RECORDS SHOWN
########################################

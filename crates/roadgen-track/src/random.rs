//! Uniform random sources for segment rerolls.
//!
//! Track generation only ever needs uniform draws in `[0, 1)`. The
//! [`UniformSource`] trait keeps the source caller-supplied so tracks are
//! reproducible: [`SeededSource`] wraps a PCG generator whose state can be
//! serialized with a simulation snapshot, and [`FixedSource`] returns one
//! constant for regression tests.

use rand::{Rng, SeedableRng};
use rand_pcg::Pcg64;
use serde::{Deserialize, Serialize};

/// A source of uniform draws in `[0, 1)`.
pub trait UniformSource {
    /// Draw the next value in `[0, 1)`.
    fn next_unit(&mut self) -> f64;
}

impl<S: UniformSource + ?Sized> UniformSource for &mut S {
    fn next_unit(&mut self) -> f64 {
        (**self).next_unit()
    }
}

impl UniformSource for rand::rngs::ThreadRng {
    fn next_unit(&mut self) -> f64 {
        self.gen::<f64>()
    }
}

// ---------------------------------------------------------------------------
// SeededSource
// ---------------------------------------------------------------------------

/// Deterministic PCG-backed source.
///
/// Two sources built from the same seed produce the same sequence, and the
/// full generator state round-trips through serde.
#[derive(Debug, Clone, PartialEq, Eq, Serialize, Deserialize)]
pub struct SeededSource {
    rng: Pcg64,
}

impl SeededSource {
    /// Create a source from a 64-bit seed.
    pub fn new(seed: u64) -> Self {
        Self {
            rng: Pcg64::seed_from_u64(seed),
        }
    }
}

impl UniformSource for SeededSource {
    fn next_unit(&mut self) -> f64 {
        self.rng.gen::<f64>()
    }
}

// ---------------------------------------------------------------------------
// FixedSource
// ---------------------------------------------------------------------------

/// Returns the same value for every draw.
#[derive(Debug, Clone, Copy, PartialEq)]
pub struct FixedSource(f64);

impl FixedSource {
    /// Create a source that always yields `value`.
    ///
    /// # Panics
    ///
    /// Panics if `value` is not in `[0, 1)`.
    pub fn new(value: f64) -> Self {
        assert!(
            (0.0..1.0).contains(&value),
            "fixed uniform value must be in [0, 1), got {value}"
        );
        Self(value)
    }
}

impl UniformSource for FixedSource {
    fn next_unit(&mut self) -> f64 {
        self.0
    }
}

// ---------------------------------------------------------------------------
// Tests
// ---------------------------------------------------------------------------
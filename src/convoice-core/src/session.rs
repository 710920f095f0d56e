//! Conversation session state.
//!
//! Owns the turn list, the busy flags and the collaborators used to
//! synthesize and play turns. Front ends drive it through the two actions,
//! [`Session::process`] and [`Session::play`], and observe progress through
//! the event callback.

use std::path::Path;

use crate::audio::{AudioClip, export_wav};
use crate::config::VoicePair;
use crate::error::ConvoiceError;
use crate::playback::{ClipPlayer, PlaybackReport, play_turns};
use crate::processor::{ProcessReport, process_turns};
use crate::tts::SpeechSynthesizer;
use crate::turn::{Conversation, Role, Turn};

/// Callback for session events.
pub type SessionCallback = Box<dyn Fn(SessionEvent) + Send + Sync>;

/// Events emitted while processing or playing.
#[derive(Debug, Clone)]
pub enum SessionEvent {
    ProcessingStarted { pending: usize },
    /// A turn is being sent to the speech provider.
    TurnSynthesizing { sequence_number: usize, role: Role },
    TurnSynthesized {
        sequence_number: usize,
        duration_seconds: f64,
    },
    /// Synthesis failed; the turn stays without audio.
    TurnFailed {
        sequence_number: usize,
        error: String,
    },
    ProcessingFinished { report: ProcessReport },
    PlaybackStarted { clips: usize },
    ClipStarted {
        sequence_number: usize,
        role: Role,
        duration_seconds: f64,
    },
    /// Playback failed; the clip counts as finished.
    ClipFailed {
        sequence_number: usize,
        error: String,
    },
    PlaybackFinished { report: PlaybackReport },
}

pub struct Session {
    conversation: Conversation,
    synthesizer: Box<dyn SpeechSynthesizer>,
    player: Box<dyn ClipPlayer>,
    voices: VoicePair,
    processing: bool,
    playing: bool,
    callback: Option<SessionCallback>,
}

impl Session {
    pub fn new(
        synthesizer: Box<dyn SpeechSynthesizer>,
        player: Box<dyn ClipPlayer>,
        voices: VoicePair,
    ) -> Self {
        Self {
            conversation: Conversation::new(),
            synthesizer,
            player,
            voices,
            processing: false,
            playing: false,
            callback: None,
        }
    }

    /// Set a callback for session events.
    pub fn with_callback(mut self, callback: SessionCallback) -> Self {
        self.callback = Some(callback);
        self
    }

    /// Replace the script with edited text.
    ///
    /// Returns the number of turns whose audio survived the edit.
    pub fn set_text(&mut self, raw: &str) -> usize {
        self.conversation.replace_text(raw)
    }

    /// Append lines to the end of the conversation.
    pub fn append_lines(&mut self, raw: &str) -> usize {
        self.conversation.append(raw)
    }

    pub fn clear(&mut self) {
        self.conversation.clear();
    }

    /// The current script, one turn per line.
    pub fn text(&self) -> String {
        self.conversation.text()
    }

    pub fn conversation(&self) -> &Conversation {
        &self.conversation
    }

    pub fn turns(&self) -> &[Turn] {
        self.conversation.turns()
    }

    pub fn voices(&self) -> &VoicePair {
        &self.voices
    }

    pub fn provider_name(&self) -> &'static str {
        self.synthesizer.name()
    }

    pub fn is_processing(&self) -> bool {
        self.processing
    }

    pub fn is_playing(&self) -> bool {
        self.playing
    }

    pub fn can_process(&self) -> bool {
        !self.processing
    }

    /// Playback needs every turn to have audio.
    pub fn can_play(&self) -> bool {
        !self.playing && self.conversation.is_fully_processed()
    }

    pub fn total_duration_seconds(&self) -> f64 {
        self.conversation.total_duration_seconds()
    }

    /// Synthesize audio for every turn that lacks it.
    pub async fn process(&mut self) -> Result<ProcessReport, ConvoiceError> {
        if self.processing {
            return Err(ConvoiceError::Busy("processing"));
        }

        self.processing = true;
        let pending = self.conversation.missing_audio().len();
        tracing::info!(
            turns = self.conversation.len(),
            pending,
            provider = self.synthesizer.name(),
            "processing conversation"
        );

        let Self {
            conversation,
            synthesizer,
            voices,
            callback,
            ..
        } = self;
        let emit = |event: SessionEvent| {
            if let Some(callback) = callback.as_ref() {
                callback(event);
            }
        };

        emit(SessionEvent::ProcessingStarted { pending });
        let report = process_turns(
            conversation.turns_mut(),
            synthesizer.as_mut(),
            voices,
            &emit,
        )
        .await;
        emit(SessionEvent::ProcessingFinished {
            report: report.clone(),
        });

        self.processing = false;
        tracing::info!(
            synthesized = report.synthesized,
            failed = report.failed.len(),
            total_seconds = self.conversation.total_duration_seconds(),
            "processing finished"
        );

        Ok(report)
    }

    /// Play every turn in order.
    ///
    /// Refused until every turn has audio.
    pub async fn play(&mut self) -> Result<PlaybackReport, ConvoiceError> {
        if self.playing {
            return Err(ConvoiceError::Busy("playback"));
        }
        let missing = self.conversation.missing_audio();
        if !missing.is_empty() {
            return Err(ConvoiceError::NotReady { missing });
        }

        self.playing = true;
        tracing::info!(clips = self.conversation.len(), "playing conversation");

        let Self {
            conversation,
            player,
            callback,
            ..
        } = self;
        let emit = |event: SessionEvent| {
            if let Some(callback) = callback.as_ref() {
                callback(event);
            }
        };

        emit(SessionEvent::PlaybackStarted {
            clips: conversation.len(),
        });
        let report = play_turns(conversation.turns(), player.as_mut(), &emit).await;
        emit(SessionEvent::PlaybackFinished {
            report: report.clone(),
        });

        self.playing = false;
        Ok(report)
    }

    /// Write every synthesized clip, in order, to one WAV file.
    pub fn export_wav<P: AsRef<Path>>(
        &self,
        path: P,
        gap_seconds: f32,
    ) -> Result<usize, ConvoiceError> {
        let clips: Vec<&AudioClip> = self.turns().iter().filter_map(Turn::clip).collect();
        export_wav(path.as_ref(), &clips, gap_seconds)?;
        tracing::info!(
            path = %path.as_ref().display(),
            clips = clips.len(),
            "exported conversation"
        );
        Ok(clips.len())
    }
}
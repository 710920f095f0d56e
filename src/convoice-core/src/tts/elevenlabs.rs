//! ElevenLabs text-to-speech over HTTP.

use async_trait::async_trait;
use reqwest::header::ACCEPT;
use serde::Serialize;

use crate::audio::MIME_MPEG;
use crate::config::{ElevenLabsConfig, SynthesisConfig};
use crate::error::ConvoiceError;
use crate::tts::{SpeechSynthesizer, SynthesizedAudio, http_client, response_mime};

const XI_API_KEY_HEADER: &str = "xi-api-key";

#[derive(Debug, Serialize)]
struct TextToSpeechBody<'a> {
    text: &'a str,
    model_id: &'a str,
}

/// Client for `POST /v1/text-to-speech/{voice_id}`.
pub struct ElevenLabsSynthesizer {
    http: reqwest::Client,
    api_key: String,
    api_base: String,
    model_id: String,
    output_format: String,
}

impl ElevenLabsSynthesizer {
    pub fn new(
        api_key: impl Into<String>,
        config: &ElevenLabsConfig,
        settings: &SynthesisConfig,
    ) -> Result<Self, ConvoiceError> {
        Ok(Self {
            http: http_client(settings)?,
            api_key: api_key.into(),
            api_base: config.api_base.trim_end_matches('/').to_string(),
            model_id: config.model_id.clone(),
            output_format: config.output_format.clone(),
        })
    }

    fn endpoint(&self, voice_id: &str) -> String {
        format!("{}/v1/text-to-speech/{}", self.api_base, voice_id)
    }
}

#[async_trait]
impl SpeechSynthesizer for ElevenLabsSynthesizer {
    fn name(&self) -> &'static str {
        "elevenlabs"
    }

    async fn synthesize(
        &mut self,
        voice_id: &str,
        text: &str,
    ) -> Result<SynthesizedAudio, ConvoiceError> {
        let body = TextToSpeechBody {
            text,
            model_id: &self.model_id,
        };

        let response = self
            .http
            .post(self.endpoint(voice_id))
            .query(&[("output_format", self.output_format.as_str())])
            .header(XI_API_KEY_HEADER, &self.api_key)
            .header(ACCEPT, MIME_MPEG)
            .json(&body)
            .send()
            .await?;

        let status = response.status();
        if !status.is_success() {
            let body = response
                .text()
                .await
                .unwrap_or_else(|e| format!("Failed to read error response: {}", e));
            return Err(ConvoiceError::Api {
                status: status.as_u16(),
                body,
            });
        }

        let mime_type = response_mime(&response, MIME_MPEG);
        let bytes = response.bytes().await?.to_vec();
        tracing::debug!(voice_id, bytes = bytes.len(), "elevenlabs audio received");

        Ok(SynthesizedAudio { bytes, mime_type })
    }
}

########################################

WORK REQUEST
Scan the lines above for the word "endpoint". Return each one that has it.

RESPONSE AREA
    fn endpoint(&self, voice_id: &str) -> String {
            .post(self.endpoint(voice_id))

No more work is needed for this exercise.